### Work instructions
Copy out each line below that has the word "MruPolicy" in it.

### Material provided
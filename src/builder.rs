//! Unified cache builder for all eviction policies.
//!
//! Picks the policy at runtime and hides it behind [`AnyPolicy`], so one
//! cache type covers FIFO, LFU, and MRU.
//!
//! ## Example
//!
//! ```rust
//! use evictkit::builder::{CacheBuilder, CachePolicy};
//! use evictkit::sink::RecordingSink;
//!
//! let sink = RecordingSink::new();
//! let mut cache = CacheBuilder::new(2)
//!     .with_sink(sink.clone())
//!     .build::<u64, String>(CachePolicy::Mru);
//!
//! cache.insert(1, "one".to_string());
//! cache.insert(2, "two".to_string());
//! cache.insert(3, "three".to_string());
//!
//! assert_eq!(sink.keys(), vec![2]);
//! assert_eq!(cache.get(&1), Some(&"one".to_string()));
//! ```

use std::fmt;
use std::hash::Hash;

use crate::cache::Cache;
use crate::error::{ConfigError, InvariantError};
use crate::policy::{EvictionPolicy, EvictionTiming, FifoPolicy, LfuPolicy, MruPolicy};
use crate::sink::{DiscardSink, StdoutSink};
use crate::store::bounded::BoundedCache;

/// Capacity used by [`CacheBuilder::default`].
pub const DEFAULT_MAX_ITEMS: usize = 4;

/// Available cache eviction policies.
#[derive(Debug, Clone, Copy, PartialEq, Eq, Hash)]
pub enum CachePolicy {
    /// First In, First Out eviction.
    Fifo,
    /// Least Frequently Used eviction with an LRU tie-break.
    Lfu,
    /// Most Recently Used eviction.
    Mru,
}

impl CachePolicy {
    pub const ALL: [CachePolicy; 3] = [CachePolicy::Fifo, CachePolicy::Lfu, CachePolicy::Mru];

    pub fn name(self) -> &'static str {
        match self {
            CachePolicy::Fifo => "fifo",
            CachePolicy::Lfu => "lfu",
            CachePolicy::Mru => "mru",
        }
    }
}

impl fmt::Display for CachePolicy {
    fn fmt(&self, f: &mut fmt::Formatter<'_>) -> fmt::Result {
        f.write_str(self.name())
    }
}

/// Runtime-selected policy; dispatches every hook by `match`.
#[derive(Debug)]
pub enum AnyPolicy<K> {
    Fifo(FifoPolicy<K>),
    Lfu(LfuPolicy<K>),
    Mru(MruPolicy<K>),
}

impl<K> AnyPolicy<K>
where
    K: Clone + Eq + Hash,
{
    pub fn new(policy: CachePolicy, capacity: usize) -> Self {
        match policy {
            CachePolicy::Fifo => AnyPolicy::Fifo(FifoPolicy::with_capacity(capacity)),
            CachePolicy::Lfu => AnyPolicy::Lfu(LfuPolicy::with_capacity(capacity)),
            CachePolicy::Mru => AnyPolicy::Mru(MruPolicy::with_capacity(capacity)),
        }
    }

    pub fn kind(&self) -> CachePolicy {
        match self {
            AnyPolicy::Fifo(_) => CachePolicy::Fifo,
            AnyPolicy::Lfu(_) => CachePolicy::Lfu,
            AnyPolicy::Mru(_) => CachePolicy::Mru,
        }
    }
}

impl<K> EvictionPolicy<K> for AnyPolicy<K>
where
    K: Clone + Eq + Hash,
{
    fn name(&self) -> &'static str {
        self.kind().name()
    }

    fn timing(&self) -> EvictionTiming {
        match self {
            AnyPolicy::Fifo(p) => p.timing(),
            AnyPolicy::Lfu(p) => p.timing(),
            AnyPolicy::Mru(p) => p.timing(),
        }
    }

    fn record_insert(&mut self, key: &K) {
        match self {
            AnyPolicy::Fifo(p) => p.record_insert(key),
            AnyPolicy::Lfu(p) => p.record_insert(key),
            AnyPolicy::Mru(p) => p.record_insert(key),
        }
    }

    fn record_update(&mut self, key: &K) {
        match self {
            AnyPolicy::Fifo(p) => p.record_update(key),
            AnyPolicy::Lfu(p) => p.record_update(key),
            AnyPolicy::Mru(p) => p.record_update(key),
        }
    }

    fn record_access(&mut self, key: &K) {
        match self {
            AnyPolicy::Fifo(p) => p.record_access(key),
            AnyPolicy::Lfu(p) => p.record_access(key),
            AnyPolicy::Mru(p) => p.record_access(key),
        }
    }

    fn record_removal(&mut self, key: &K) {
        match self {
            AnyPolicy::Fifo(p) => p.record_removal(key),
            AnyPolicy::Lfu(p) => p.record_removal(key),
            AnyPolicy::Mru(p) => p.record_removal(key),
        }
    }

    fn select_victim(&self, incoming: &K) -> Option<K> {
        match self {
            AnyPolicy::Fifo(p) => p.select_victim(incoming),
            AnyPolicy::Lfu(p) => p.select_victim(incoming),
            AnyPolicy::Mru(p) => p.select_victim(incoming),
        }
    }

    fn clear(&mut self) {
        match self {
            AnyPolicy::Fifo(p) => p.clear(),
            AnyPolicy::Lfu(p) => p.clear(),
            AnyPolicy::Mru(p) => p.clear(),
        }
    }

    fn check_invariants<V>(&self, store: &BoundedCache<K, V>) -> Result<(), InvariantError> {
        match self {
            AnyPolicy::Fifo(p) => p.check_invariants(store),
            AnyPolicy::Lfu(p) => p.check_invariants(store),
            AnyPolicy::Mru(p) => p.check_invariants(store),
        }
    }
}

/// Cache produced by [`CacheBuilder`].
pub type PolicyCache<K, V, S = StdoutSink> = Cache<K, V, AnyPolicy<K>, S>;

/// Builder for creating cache instances.
#[derive(Debug, Clone)]
pub struct CacheBuilder<S = StdoutSink> {
    capacity: usize,
    sink: S,
}

impl CacheBuilder<StdoutSink> {
    /// Create a new cache builder with the specified capacity.
    pub fn new(capacity: usize) -> Self {
        Self {
            capacity,
            sink: StdoutSink,
        }
    }
}

impl Default for CacheBuilder<StdoutSink> {
    fn default() -> Self {
        Self::new(DEFAULT_MAX_ITEMS)
    }
}

impl<S> CacheBuilder<S> {
    /// Replaces the discard sink.
    pub fn with_sink<S2>(self, sink: S2) -> CacheBuilder<S2> {
        CacheBuilder {
            capacity: self.capacity,
            sink,
        }
    }

    pub fn capacity(&self) -> usize {
        self.capacity
    }

    /// Build a cache with the specified policy.
    ///
    /// Returns [`ConfigError`] if the capacity is zero.
    ///
    /// # Example
    ///
    /// ```rust
    /// use evictkit::builder::{CacheBuilder, CachePolicy};
    ///
    /// assert!(CacheBuilder::new(0).try_build::<u64, u64>(CachePolicy::Fifo).is_err());
    ///
    /// let cache = CacheBuilder::default().try_build::<u64, u64>(CachePolicy::Lfu).unwrap();
    /// assert_eq!(cache.capacity(), 4);
    /// assert_eq!(cache.policy_name(), "lfu");
    /// ```
    pub fn try_build<K, V>(self, policy: CachePolicy) -> Result<PolicyCache<K, V, S>, ConfigError>
    where
        K: Clone + Eq + Hash,
        S: DiscardSink<K>,
    {
        Cache::try_from_parts(
            self.capacity,
            AnyPolicy::new(policy, self.capacity),
            self.sink,
        )
    }

    /// Panicking form of [`try_build`](Self::try_build).
    ///
    /// # Panics
    ///
    /// Panics if the capacity is zero.
    pub fn build<K, V>(self, policy: CachePolicy) -> PolicyCache<K, V, S>
    where
        K: Clone + Eq + Hash,
        S: DiscardSink<K>,
    {
        match self.try_build(policy) {
            Ok(cache) => cache,
            Err(e) => panic!("{}", e),
        }
    }
}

### Completed exercise
use crate::policy::{EvictionPolicy, EvictionTiming, FifoPolicy, LfuPolicy, MruPolicy};
    Mru(MruPolicy<K>),
            CachePolicy::Mru => AnyPolicy::Mru(MruPolicy::with_capacity(capacity)),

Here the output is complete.